The latest novel was on her lap, yet she made no attempt to read. Mrs. Stuart, stretched out on a chair alongside, had vainly endeavored to engage her in conversation. But she did not care to talk, and she found it impossible to center her attention on a book, preferring to just lay still, her eyes semi-closed, rocked gently by the steamer's gradual motion, her senses gently thrilled by the sensuous sounds of ship and sea.
The promenade-deck presented the picture of comfort and peace usually to be seen, any fine morning on a liner in mid-ocean--the passengers of both sexes laid out in rows, mummylike, on steamer-chairs, each covered with a rug different from his neighbor's and of bizarre design and color, some reading, some sleeping, some conversing in subdued tones, some sipping cups of bouillon brought on trays by nimble stewards; the decks scrubbed an immaculate white, the brasses highly polished; a neatly uniformed quartermaster standing at a gangway, patiently splicing a rope; two officers on the bridge sweeping the horizon with their glasses or pacing up and down with monotonous precision. With no noises to irritate the ear, a sea voyage has no equal as a rest cure. One heard nothing but the purring of the wind, the gentle flapping of canvas, the splash of the waves, the regular throb of the ship's propeller. Conditions were ideal for day-dreams, and Grace was thinking.
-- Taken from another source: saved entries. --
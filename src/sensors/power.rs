// Copyright (c) 2026 bad-antics
// Licensed under the MIT License. See LICENSE file in the project root.

//! Battery level estimation

use crate::config::PowerConfig;

/// Linear voltage-to-charge model for a LiPo pack
#[derive(Debug, Clone, Copy, PartialEq)]
pub struct BatteryModel {
    pub min_voltage: f64,
    pub max_voltage: f64,
    pub low_percent: f64,
}

impl BatteryModel {
    pub fn from_config(config: &PowerConfig) -> Self {
        Self {
            min_voltage: config.battery_min_voltage,
            max_voltage: config.battery_max_voltage,
            low_percent: config.low_battery_percent,
        }
    }

    /// Charge in percent, clamped to 0-100
    pub fn level_percent(&self, voltage: f64) -> f64 {
        let span = self.max_voltage - self.min_voltage;
        if span <= 0.0 || !voltage.is_finite() {
            return 0.0;
        }
        ((voltage - self.min_voltage) / span * 100.0).clamp(0.0, 100.0)
    }

    pub fn is_low(&self, voltage: f64) -> bool {
        self.level_percent(voltage) < self.low_percent
    }
}

impl Default for BatteryModel {
    fn default() -> Self {
        Self::from_config(&PowerConfig::default())
    }
}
As she idly watched the foaming water rush past the rail she thought how pleasantly fate had planned her life. She might have been born poor and compelled to work in a store for miserable wages, standing on her feet behind a counter ten long and weary hours a day, forbidden to sit down on pain of dismissal, bullied by arrogant employers, insulted by inconsiderate customers. This she knew was the lot of thousands of girls whose pale, tired faces had frequently aroused her sympathy when shopping. She belonged to the small, lucky minority--the ruling class--which by the power of its great wealth is able to enslave nine-tenths of the human race. The world, she ruminated, was full of unfortunates whose only fault was that they were born poor. Her mind reverted to the handsome stoker whom they had dragged on board with such little ceremony the day the ship sailed from New York. She wondered what his life had been to force him to take to such an occupation, and what had become of him. Perhaps at that very moment, while she sat there surrounded by every luxury, he was suffering the agonies of the damned. She reproached herself for not making inquiries after him. When she next saw the captain she would certainly do so.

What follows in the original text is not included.